The acceleration comes earlier than expected, according to Ray White Group Chief Economist Nerida Conisbee, who says the milestone was originally forecast for the end of the year.

“Stronger-than-expected October gains and continued tight supply across most markets have pushed growth ahead of schedule,” Conisbee said. “This shows how resilient demand has remained through spring.”

Perth (+14.8 per cent), Brisbane (+12.5 per cent) and Adelaide (+10.8 per cent) continue to lead the charge among capital cities, while Sydney (+8.6 per cent) and Melbourne (+6.5 per cent) show steady, consistent increases.

Regional Markets Extend Their Lead

Beyond the capitals, regional Australia is powering ahead, particularly in the resource states.

Regional Western Australia jumped 16.4 per cent year-on-year, and regional Queensland followed close behind at 14.5 per cent, as population growth and affordability continue to drive demand.

Units Outperform Houses

Unit prices rose even more sharply in October, up 1.4 per cent to $710,000, marking 9.2 per cent annual growth.
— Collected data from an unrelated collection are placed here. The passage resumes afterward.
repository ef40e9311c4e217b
pub mod config;
pub mod sheets;
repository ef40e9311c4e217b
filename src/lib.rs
pub mod adapters;
pub mod application;
pub mod domain;
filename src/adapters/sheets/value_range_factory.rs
use google_sheets4::api::ValueRange;
use serde_json::Value;

pub trait ValueRangeFactory {
    fn from_rows(rows: Vec<Vec<Value>>) -> Self;
}

impl ValueRangeFactory for ValueRange {
    fn from_rows(rows: Vec<Vec<Value>>) -> Self {
        ValueRange {
            major_dimension: Some("ROWS".to_string()),
            range: None,
            values: Some(rows),
        }
    }
}
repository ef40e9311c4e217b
use serde::Deserialize;

use super::money::parse_currency;

pub const DEFAULT_DETAIL: &str = "Sin detalles";
pub const DEFAULT_CATEGORY: &str = "Sin categoría";

/// One recurring subscription entry, as supplied by the subscriptions sheet.
/// Field names follow the sheet's headers.
#[derive(Debug, Clone, Default, Deserialize)]
pub struct Subscription {
    #[serde(default)]
    pub detalle: Option<String>,
    #[serde(default)]
    pub categoria: Option<String>,
    #[serde(rename = "montoCOP", default)]
    pub monto_cop: Amount,
    #[serde(rename = "montoUSD", default)]
    pub monto_usd: Amount,
}

impl Subscription {
    pub fn detail(&self) -> &str {
        self.detalle.as_deref().unwrap_or(DEFAULT_DETAIL)
    }

    pub fn category(&self) -> &str {
        self.categoria.as_deref().unwrap_or(DEFAULT_CATEGORY)
    }
}

/// Amount cells arrive either as currency strings (`"$100.000"`) or as bare
/// numbers, depending on how the source sheet cell was formatted.
#[derive(Debug, Clone, Deserialize)]
#[serde(untagged)]
pub enum Amount {
    Text(String),
    Number(f64),
}

impl Default for Amount {
    fn default() -> Self {
        Amount::Text(String::new())
    }
}

impl Amount {
    /// Numeric value after currency normalization.
    pub fn to_f64(&self) -> f64 {
        match self {
            Amount::Text(text) => parse_currency(text),
            Amount::Number(number) => *number,
        }
    }

    /// The value as it should appear verbatim in a ledger cell.
    pub fn to_cell(&self) -> serde_json::Value {
        match self {
            Amount::Text(text) => serde_json::Value::String(text.clone()),
            Amount::Number(number) => serde_json::json!(number),
        }
    }
}
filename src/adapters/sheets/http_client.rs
use google_sheets4::{hyper, hyper_rustls};

pub fn http_client() -> hyper::Client<hyper_rustls::HttpsConnector<hyper::client::HttpConnector>> {
    hyper::Client::builder().build(
        hyper_rustls::HttpsConnectorBuilder::new()
            .with_native_roots()
            .expect("could not load native TLS roots")
            .https_or_http()
            .enable_http1()
            .build(),
    )
}
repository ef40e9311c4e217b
//! Normalization of the currency strings the subscription sheet carries
//! (COP-style, e.g. `$100.000` for one hundred thousand pesos).

/// Strips `$` and the thousands/decimal separators, then parses the rest as a
/// plain number. Anything unparseable is coerced to `0.0`, matching how the
/// ledger has always treated malformed amounts.
pub fn parse_currency(value: &str) -> f64 {
    let clean: String = value
        .chars()
        .filter(|c| !matches!(c, '$' | '.' | ','))
        .collect();

    match clean.trim().parse::<f64>() {
        Ok(parsed) => parsed,
        Err(_) => {
            tracing::debug!("Unparseable currency value {:?}, coercing to 0.0", value);
            0.0
        }
    }
}

/// Renders an amount with comma thousands separators and no decimals,
/// e.g. `100000.0` -> `"100,000"`. The sign is dropped; callers prepend it.
pub fn format_thousands(value: f64) -> String {
    let whole = value.abs().round() as u64;
    let digits = whole.to_string();

    let mut grouped = String::with_capacity(digits.len() + digits.len() / 3);
    for (index, digit) in digits.chars().enumerate() {
        if index > 0 && (digits.len() - index) % 3 == 0 {
            grouped.push(',');
        }
        grouped.push(digit);
    }
    grouped
}

#[cfg(test)]
mod tests {
    use super::*;

    #[test]
    fn test_parse_cop_with_dot_grouping() {
        assert_eq!(parse_currency("$100.000"), 100000.0);
    }

    #[test]
    fn test_parse_with_comma_grouping() {
        assert_eq!(parse_currency("$100,000"), 100000.0);
    }

    #[test]
    fn test_parse_small_amount() {
        assert_eq!(parse_currency("$25"), 25.0);
    }

    #[test]
    fn test_parse_bare_number() {
        assert_eq!(parse_currency("42"), 42.0);
    }

    #[test]
    fn test_unparseable_coerces_to_zero() {
        assert_eq!(parse_currency("abc"), 0.0);
        assert_eq!(parse_currency(""), 0.0);
    }

    #[test]
    fn test_format_thousands_grouping() {
        assert_eq!(format_thousands(100000.0), "100,000");
        assert_eq!(format_thousands(1000000.0), "1,000,000");
        assert_eq!(format_thousands(1234.0), "1,234");
    }

    #[test]
    fn test_format_thousands_small_values() {
        assert_eq!(format_thousands(25.0), "25");
        assert_eq!(format_thousands(0.0), "0");
        assert_eq!(format_thousands(999.0), "999");
    }

    #[test]
    fn test_format_thousands_drops_sign() {
        assert_eq!(format_thousands(-100000.0), "100,000");
    }
}
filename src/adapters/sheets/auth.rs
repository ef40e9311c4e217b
use error_stack::ResultExt;
use google_sheets4::oauth2::{self, authenticator::Authenticator};
use google_sheets4::{hyper, hyper_rustls};

use super::spreadsheet_client::SpreadsheetClientError;
use crate::adapters::config::accounting_config::AccountingConfig;

/// Builds a service-account authenticator from the configured key file.
/// A missing or malformed key file is an error here, not a panic: connect
/// failures must surface as ordinary failure results.
pub async fn auth(
    config: &AccountingConfig,
    client: hyper::Client<hyper_rustls::HttpsConnector<hyper::client::HttpConnector>>,
) -> error_stack::Result<
    Authenticator<hyper_rustls::HttpsConnector<hyper::client::HttpConnector>>,
    SpreadsheetClientError,
> {
    let credentials_path = config.credentials_file.as_ref();
    let secret: oauth2::ServiceAccountKey = oauth2::read_service_account_key(credentials_path)
        .await
        .change_context(SpreadsheetClientError::FailedToReadCredentials)
        .attach_printable_lazy(|| {
            format!("Could not read service account key at '{}'", credentials_path)
        })?;

    oauth2::ServiceAccountAuthenticator::with_client(secret, client.clone())
        .build()
        .await
        .change_context(SpreadsheetClientError::FailedToBuildAuthenticator)
}
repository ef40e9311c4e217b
pub mod money;
pub mod sheets;
pub mod subscription;
use config::builder::{ConfigBuilder, DefaultState};
use config::{Config, ConfigError};

pub const DEFAULT_CREDENTIALS_FILE: &str = "creds.json";
pub const DEFAULT_SPREADSHEET_ID: &str = "1e1UQWdcRDDawPjIuHIS0yxQlxtczEdiTPFBltpfymmA";
pub const DEFAULT_EXPENSES_SHEET_NAME: &str = "Gastos";
pub const DEFAULT_MOVEMENTS_SHEET_NAME: &str = "Movimientos caja";

/// Fully-resolved accounting configuration. Built once at startup; the
/// recorder only ever sees resolved values, never raw environment state.
#[derive(serde::Deserialize, Debug, Clone)]
pub struct AccountingConfig {
    pub credentials_file: Box<str>,
    pub spreadsheet_id: Box<str>,
    pub expenses_sheet_name: Box<str>,
    pub movements_sheet_name: Box<str>,
}

impl AccountingConfig {
    /// Resolution order: built-in defaults, then an optional `Accounting`
    /// config file in the working directory, then `ACCOUNTING_*` environment
    /// variables. The credentials path additionally honors
    /// `GOOGLE_CREDENTIALS_FILE`, which predates the `ACCOUNTING_` prefix.
    pub fn load() -> Result<Self, ConfigError> {
        let credentials_default = std::env::var("GOOGLE_CREDENTIALS_FILE")
            .unwrap_or_else(|_| DEFAULT_CREDENTIALS_FILE.to_string());

        Self::builder_with_defaults(credentials_default)?
            .add_source(config::File::with_name("Accounting").required(false))
            .add_source(config::Environment::with_prefix("ACCOUNTING"))
            .build()?
            .try_deserialize()
    }

    fn builder_with_defaults(
        credentials_default: String,
    ) -> Result<ConfigBuilder<DefaultState>, ConfigError> {
        Config::builder()
            .set_default("credentials_file", credentials_default)?
            .set_default("spreadsheet_id", DEFAULT_SPREADSHEET_ID)?
            .set_default("expenses_sheet_name", DEFAULT_EXPENSES_SHEET_NAME)?
            .set_default("movements_sheet_name", DEFAULT_MOVEMENTS_SHEET_NAME)
    }
}

#[cfg(test)]
mod tests {
    use super::*;

    #[test]
    fn test_defaults_resolve_without_overrides() {
        let config: AccountingConfig =
            AccountingConfig::builder_with_defaults(DEFAULT_CREDENTIALS_FILE.to_string())
                .unwrap()
                .build()
                .unwrap()
                .try_deserialize()
                .unwrap();

        assert_eq!(config.credentials_file.as_ref(), "creds.json");
        assert_eq!(config.expenses_sheet_name.as_ref(), "Gastos");
        assert_eq!(config.movements_sheet_name.as_ref(), "Movimientos caja");
        assert_eq!(config.spreadsheet_id.as_ref(), DEFAULT_SPREADSHEET_ID);
    }
}
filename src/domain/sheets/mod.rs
pub mod a1_notation;
pub mod cell_position;
pub mod column;
pub mod row;
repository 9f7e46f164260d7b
use std::fmt;
use std::sync::atomic::{AtomicU64, Ordering};
use std::sync::{Arc, RwLock};

use image::RgbImage;

use crate::colorspace::Colorspace;
use crate::error::{StitchError, StitchResult};
use crate::exposure::Exposure;
use crate::intrinsics::Intrinsics;
use crate::pose::Pose;

static NEXT_FRAME_ID: AtomicU64 = AtomicU64::new(0);

/// Monotonically unique frame identifier (§3: "monotonically unique
/// identifier").
pub type FrameId = u64;

pub fn next_frame_id() -> FrameId {
    NEXT_FRAME_ID.fetch_add(1, Ordering::Relaxed)
}

/// A handle to raw pixel data that hasn't been decoded/converted yet —
/// the `dataRef` of §6 ("raw pointer, width, height, colorspace").
/// `PixelLoader::load` performs the RGBA->BGR conversion, the
/// portrait transpose+flip, and the size precondition check, returning a
/// working-resolution [`RgbImage`].
pub trait PixelLoader: fmt::Debug + Send + Sync {
    fn load(&self) -> StitchResult<RgbImage>;
}

#[derive(Debug)]
enum PixelState {
    /// `loader` is `None` for buffers constructed already-decoded
    /// ([`Frame::from_loaded`]); those can never be unloaded, since there
    /// is nothing to reload them from.
    Loaded {
        image: RgbImage,
        loader: Option<Arc<dyn PixelLoader>>,
    },
    Unloaded(Arc<dyn PixelLoader>),
}

/// A captured frame: pixel buffer (lazily loaded/unloadable), original and
/// adjusted poses, intrinsics, exposure, identity, and (once selected)
/// ring placement (§3).
///
/// Cloning a `Frame` is cheap — pixel storage, and original pose, are
/// shared (`Arc`); the adjusted pose is the only field mutated in place
/// after construction, and only by the correspondence finder's finish
/// phase (§3 lifecycle).
#[derive(Debug, Clone)]
pub struct Frame {
    pub id: FrameId,
    pixels: Arc<RwLock<PixelState>>,
    pub original_pose: Pose,
    adjusted_pose: Arc<RwLock<Pose>>,
    pub intrinsics: Arc<RwLock<Intrinsics>>,
    pub exposure: Exposure,
    pub ring_id: Option<u32>,
    pub local_id: Option<u32>,
}

impl Frame {
    /// Constructs a frame from an already-decoded buffer. `original` and
    /// `adjusted` pose start out equal (§3 lifecycle: "created on capture
    /// with original==adjusted").
    pub fn from_loaded(
        pixels: RgbImage,
        pose: Pose,
        intrinsics: Intrinsics,
        exposure: Exposure,
    ) -> Self {
        Self {
            id: next_frame_id(),
            pixels: Arc::new(RwLock::new(PixelState::Loaded {
                image: pixels,
                loader: None,
            })),
            original_pose: pose,
            adjusted_pose: Arc::new(RwLock::new(pose)),
            intrinsics: Arc::new(RwLock::new(intrinsics)),
            exposure,
            ring_id: None,
            local_id: None,
        }
    }

    /// Constructs a frame with a lazy pixel loader; the buffer is not
    /// decoded until [`Frame::load`] is called.
    pub fn from_loader(
        loader: Arc<dyn PixelLoader>,
        pose: Pose,
        intrinsics: Intrinsics,
        exposure: Exposure,
    ) -> Self {
        Self {
            id: next_frame_id(),
            pixels: Arc::new(RwLock::new(PixelState::Unloaded(loader))),
            original_pose: pose,
            adjusted_pose: Arc::new(RwLock::new(pose)),
            intrinsics: Arc::new(RwLock::new(intrinsics)),
            exposure,
            ring_id: None,
            local_id: None,
        }
    }

    pub fn adjusted_pose(&self) -> Pose {
        *self.adjusted_pose.read().expect("adjusted_pose lock poisoned")
    }

    /// Mutates the adjusted pose. Per §3 this is only ever called by the
    /// correspondence finder's finish phase (alignment solve + ring
    /// closure application).
    pub fn set_adjusted_pose(&self, pose: Pose) {
        *self.adjusted_pose.write().expect("adjusted_pose lock poisoned") = pose;
    }

    pub fn intrinsics(&self) -> Intrinsics {
        *self.intrinsics.read().expect("intrinsics lock poisoned")
    }

    pub fn set_intrinsics(&self, intrinsics: Intrinsics) {
        *self.intrinsics.write().expect("intrinsics lock poisoned") = intrinsics;
    }

    /// Copies the adjusted pose onto the original pose, as the finish
    /// phase does once the global alignment solve is applied (§4.7 step
    /// 3: "apply x[i]... and copy it to the original pose for downstream
    /// stitchers").
    pub fn commit_adjusted_to_original(&mut self) {
        self.original_pose = self.adjusted_pose();
    }

    pub fn is_loaded(&self) -> bool {
        matches!(
            *self.pixels.read().expect("pixels lock poisoned"),
            PixelState::Loaded { .. }
        )
    }

    /// Loads the pixel buffer if needed, returning `true` if this call
    /// performed the load (for `AutoLoad` scope bookkeeping, §5).
    pub fn load(&self) -> StitchResult<bool> {
        let mut guard = self.pixels.write().expect("pixels lock poisoned");
        match &*guard {
            PixelState::Loaded { .. } => Ok(false),
            PixelState::Unloaded(loader) => {
                let loader = loader.clone();
                let image = loader.load()?;
                *guard = PixelState::Loaded {
                    image,
                    loader: Some(loader),
                };
                Ok(true)
            }
        }
    }

    /// Explicitly unloads the pixel buffer to conserve memory (§3); a
    /// no-op if there's no loader to reconstruct it from later.
    pub fn unload(&self) {
        let mut guard = self.pixels.write().expect("pixels lock poisoned");
        if let PixelState::Loaded {
            loader: Some(loader),
            ..
        } = &*guard
        {
            let loader = loader.clone();
            *guard = PixelState::Unloaded(loader);
        }
    }

    pub fn with_pixels<T>(&self, f: impl FnOnce(&RgbImage) -> T) -> StitchResult<T> {
        self.load()?;
        let guard = self.pixels.read().expect("pixels lock poisoned");
        match &*guard {
            PixelState::Loaded { image, .. } => Ok(f(image)),
            PixelState::Unloaded(_) => Err(StitchError::PixelBufferUnavailable(self.id)),
        }
    }
}

/// Validates and normalizes an incoming raw frame per §6: rejects
/// unexpected sizes, converts `RGBA` to 3-channel `RGB`/`BGR`, and
/// transposes+flips portrait captures into the working landscape layout.
pub fn normalize_incoming(
    data: &[u8],
    width: u32,
    height: u32,
    colorspace: Colorspace,
    expected_width: u32,
    expected_height: u32,
    portrait: bool,
) -> StitchResult<RgbImage> {
    let (logical_w, logical_h) = if portrait {
        (height, width)
    } else {
        (width, height)
    };
    if logical_w != expected_width || logical_h != expected_height {
        return Err(StitchError::UnexpectedFrameSize {
            width: logical_w,
            height: logical_h,
            expected_width,
            expected_height,
        });
    }

    let rgb_pixels: Vec<u8> = match colorspace {
        Colorspace::Rgb => data.to_vec(),
        Colorspace::Rgba => data
            .chunks_exact(4)
            .flat_map(|p| [p[0], p[1], p[2]])
            .collect(),
        Colorspace::Bgra => data
            .chunks_exact(4)
            .flat_map(|p| [p[2], p[1], p[0]])
            .collect(),
    };

    let image = RgbImage::from_raw(width, height, rgb_pixels)
        .ok_or(StitchError::UnexpectedFrameSize {
            width,
            height,
            expected_width,
            expected_height,
        })?;

    Ok(if portrait {
        image::imageops::flip_vertical(&image::imageops::rotate90(&image))
    } else {
        image
    })
}
pub mod config;
pub mod resume;

pub use config::{Cli, Commands, ModeArg, RecorderConfig};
Conisbee said affordability pressures, new first home buyer incentives, and a lack of available stock are pushing more buyers into the apartment market.

“Units are now seeing stronger monthly gains than houses, reflecting both affordability constraints and renewed first-home-buyer activity,” she said.

The biggest monthly jumps were in Perth (+1.6 per cent), Adelaide (+1.5 per cent), and Brisbane (+1.4 per cent). Melbourne’s unit market also firmed, up 1.6 per cent, as buyers returned to lower price brackets.

Spring Demand Defies Higher Listings

Despite an influx of spring listings, new stock has failed to match the intensity of buyer demand. Nationally, house prices have now risen every month since February, and unit prices every month since March.

“The pace of growth shows demand hasn’t been dampened by higher supply,” Conisbee said.

Outlook: Steady Growth Into 2026

The data comes as the Reserve Bank prepares for its Melbourne Cup Day meeting, where rates are expected to remain on hold at 3.6 per cent.

With inflation easing only gradually and unemployment sitting around 4.5 per cent, analysts expect monetary policy to stay steady for now.

Ray White’s forecast suggests 2025 will close with high single- to low double-digit annual growth nationally, with smaller capitals and regional areas tipped to outperform well into 2026.